Observe, study and analyse before acting. Burkina Faso is a multi-faceted country, with very different socio-economic situations in every region. It is a rich, multi-ethnic context, with intricate relations both internally and within the West African region. An off-the-shelf approach taken from lessons learned somewhere else would simply be a recipe for disaster. Instead, aid agencies need to take some time to carry out research in the areas they want to target, to identify the best approach possible for their interventions. There also needs to be a preliminary testing of assumptions (or theory of changes), to ensure the most appropriate approach.
Constantly (re)assess your work. Coupled with the last point, a conflict-sensitive approach requires that agencies re-assess their work on a constant basis, draw lessons from these assessments, and act upon them. As previously said, the situation in the country is very fluid, as is always the case in a situation of conflict. In order to ensure that conflict dynamics are taken into account in their operations, both peacebuilding and humanitarian agencies need to put enough human and financial resources into conflict monitoring. For example, a theory of change could be valid at the beginning of an intervention, and then could lose its value six months later. Aid agencies should constantly monitor conflict dynamics and adapt their interventions accordingly, to ensure that they be conflict sensitive.

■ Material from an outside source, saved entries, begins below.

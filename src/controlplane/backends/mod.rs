//! Storage backend adapters
//!
//! Implementations of the [`StorageBackendClient`] port.
//!
//! [`StorageBackendClient`]: crate::domain::ports::StorageBackendClient

pub mod http;

pub use http::*;
//! Export Lifecycle Manager
//!
//! Creates and tears down iSCSI exports through the tgt daemon. Export
//! creation is all-or-nothing from the caller's view: the first failed
//! command aborts the sequence, and the caller must treat the export as
//! possibly partially applied. Teardown is best-effort with a bounded
//! delete-retry loop; a target the daemon refuses to release is logged and
//! orphaned rather than failing the caller.

use crate::domain::ports::{CommandRunner, CommandRunnerRef};
use crate::error::{Error, Result};
use std::time::Duration;
use tokio::time::sleep;
use tracing::{debug, error, info, warn};

/// Delete attempts before an undeletable target is abandoned
const DELETE_RETRY_LIMIT: u32 = 10;

/// Pause between delete attempts while the daemon converges
const DELETE_RETRY_PAUSE: Duration = Duration::from_millis(300);

/// Manages iSCSI target/LUN export lifecycle on the local node
pub struct ExportManager {
    runner: CommandRunnerRef,
}

impl ExportManager {
    pub fn new(runner: CommandRunnerRef) -> Self {
        Self { runner }
    }

    /// Verify tgt tooling is present and the daemon answers; attempts to
    /// start the daemon once if it does not.
    pub async fn check_preconditions(&self) -> Result<()> {
        let help = self
            .runner
            .run(&argv(&["tgtadm", "--help"]))
            .await
            .unwrap_or_default();
        if help.is_empty() {
            return Err(Error::ExportPrecondition(
                "tgtadm not found: is tgt installed?".into(),
            ));
        }

        if self
            .runner
            .run_and_get_code(&tgtadm(&["--op", "show", "--mode", "target"]))
            .await?
            != 0
        {
            warn!("unable to connect to tgt daemon, attempting to start tgtd");
            if self.runner.run_and_get_code(&argv(&["tgtd"])).await? != 0 {
                return Err(Error::ExportPrecondition(
                    "unable to start tgt daemon".into(),
                ));
            }
        }
        Ok(())
    }

    /// Export a volume's device: create the target, bind the logical unit,
    /// bind the CHAP account, and open the target to all initiators.
    ///
    /// Any failure aborts the sequence. The export may then be partially
    /// applied; callers retry teardown before re-exporting.
    pub async fn export_volume(
        &self,
        tid: u32,
        name: &str,
        lun: u32,
        path: &str,
        user: &str,
    ) -> Result<()> {
        let tid_str = tid.to_string();
        let lun_str = lun.to_string();

        self.runner
            .run(&tgtadm(&[
                "--op", "new", "--mode", "target", "--tid", &tid_str, "-T", name,
            ]))
            .await?;

        self.runner
            .run(&tgtadm(&[
                "--op", "new", "--mode", "logicalunit", "--tid", &tid_str, "--lun", &lun_str,
                "-b", path,
            ]))
            .await?;

        self.runner
            .run(&tgtadm(&[
                "--op", "bind", "--mode", "account", "--tid", &tid_str, "--user", user,
            ]))
            .await?;

        self.runner
            .run(&tgtadm(&[
                "--op", "bind", "--mode", "target", "--tid", &tid_str, "-I", "ALL",
            ]))
            .await?;

        info!(tid, name, path, "volume exported");
        Ok(())
    }

    /// Tear down an exported target: unbind, delete the LUN, then delete the
    /// target with a bounded retry loop. Best-effort: never fails the
    /// caller; a target that survives every attempt is logged and orphaned.
    pub async fn unexport_target(&self, tid: u32, lun: u32) {
        if let Err(err) = self.try_unexport(tid, lun).await {
            error!(tid, "unexport failed: {}", err);
        }
    }

    async fn try_unexport(&self, tid: u32, lun: u32) -> Result<()> {
        let tid_str = tid.to_string();

        if self
            .runner
            .run_and_get_code(&tgtadm(&[
                "--op", "unbind", "--mode", "target", "--tid", &tid_str, "-I", "ALL",
            ]))
            .await?
            != 0
        {
            error!(tid, "unable to unbind target");
            return Ok(());
        }

        if self
            .runner
            .run_and_get_code(&tgtadm(&[
                "--op", "delete", "--mode", "logicalunit", "--tid", &tid_str, "--lun",
                &lun.to_string(),
            ]))
            .await?
            != 0
        {
            error!(tid, lun, "unable to delete logical unit");
            return Ok(());
        }

        for attempt in 1..=DELETE_RETRY_LIMIT {
            if self
                .runner
                .run_and_get_code(&tgtadm(&["--op", "delete", "--mode", "target", "--tid", &tid_str]))
                .await?
                != 0
            {
                warn!(tid, attempt, "unable to delete target");
                sleep(DELETE_RETRY_PAUSE).await;
                continue;
            }

            // the daemon can ack the delete before its state converges
            if self.target_exists(tid).await? {
                warn!(tid, attempt, "target still present after delete");
                sleep(DELETE_RETRY_PAUSE).await;
                continue;
            }

            debug!(tid, "target deleted");
            return Ok(());
        }

        error!(
            tid,
            "gave up deleting target after {} attempts, leaving it orphaned", DELETE_RETRY_LIMIT
        );
        Ok(())
    }

    async fn target_exists(&self, tid: u32) -> Result<bool> {
        Ok(self
            .runner
            .run_and_get_code(&tgtadm(&[
                "--op",
                "show",
                "--mode",
                "target",
                "--tid",
                &tid.to_string(),
            ]))
            .await?
            == 0)
    }

    /// Create a CHAP account on the daemon
    pub async fn add_account(&self, user: &str, password: &str) -> Result<()> {
        self.runner
            .run(&tgtadm(&[
                "--op", "new", "--mode", "account", "--user", user, "--password", password,
            ]))
            .await?;
        Ok(())
    }

    /// Remove a CHAP account from the daemon
    pub async fn delete_account(&self, user: &str) -> Result<()> {
        self.runner
            .run(&tgtadm(&["--op", "delete", "--mode", "account", "--user", user]))
            .await?;
        Ok(())
    }

    /// Whether the daemon knows a CHAP account by this name
    pub async fn account_exists(&self, user: &str) -> Result<bool> {
        let listing = self
            .runner
            .run(&tgtadm(&["--op", "show", "--mode", "account"]))
            .await?;
        Ok(listing.lines().any(|line| line.trim() == user))
    }

    /// Create the CHAP account if the daemon does not have it yet
    pub async fn ensure_account(&self, user: &str, password: &str) -> Result<()> {
        if !self.account_exists(user).await? {
            self.add_account(user, password).await?;
            info!(user, "created CHAP account");
        }
        Ok(())
    }
}

fn argv(parts: &[&str]) -> Vec<String> {
    parts.iter().map(|s| s.to_string()).collect()
}

fn tgtadm(args: &[&str]) -> Vec<String> {
    let mut command = argv(&["tgtadm", "--lld", "iscsi"]);
    command.extend(args.iter().map(|s| s.to_string()));
    command
}
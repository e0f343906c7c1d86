//! Service cores: bucket CRUD, object I/O, and resumable uploads.

pub mod bucket;
pub mod object;
pub mod resumable;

In conclusion, conflict-sensitive humanitarian aid and peacebuilding interventions in Burkina Faso have a unique opportunity to demonstrate their worth, but only if carried out with a conflict sensitive lens. Any other intervention that does not take conflict sensitivity into account would only perpetuate conflict dynamics and repeat past mistakes.
Alessandro Totoro, responsible for AP’s training activities, is an expert on conflict sensitivity based in Ouagadougou.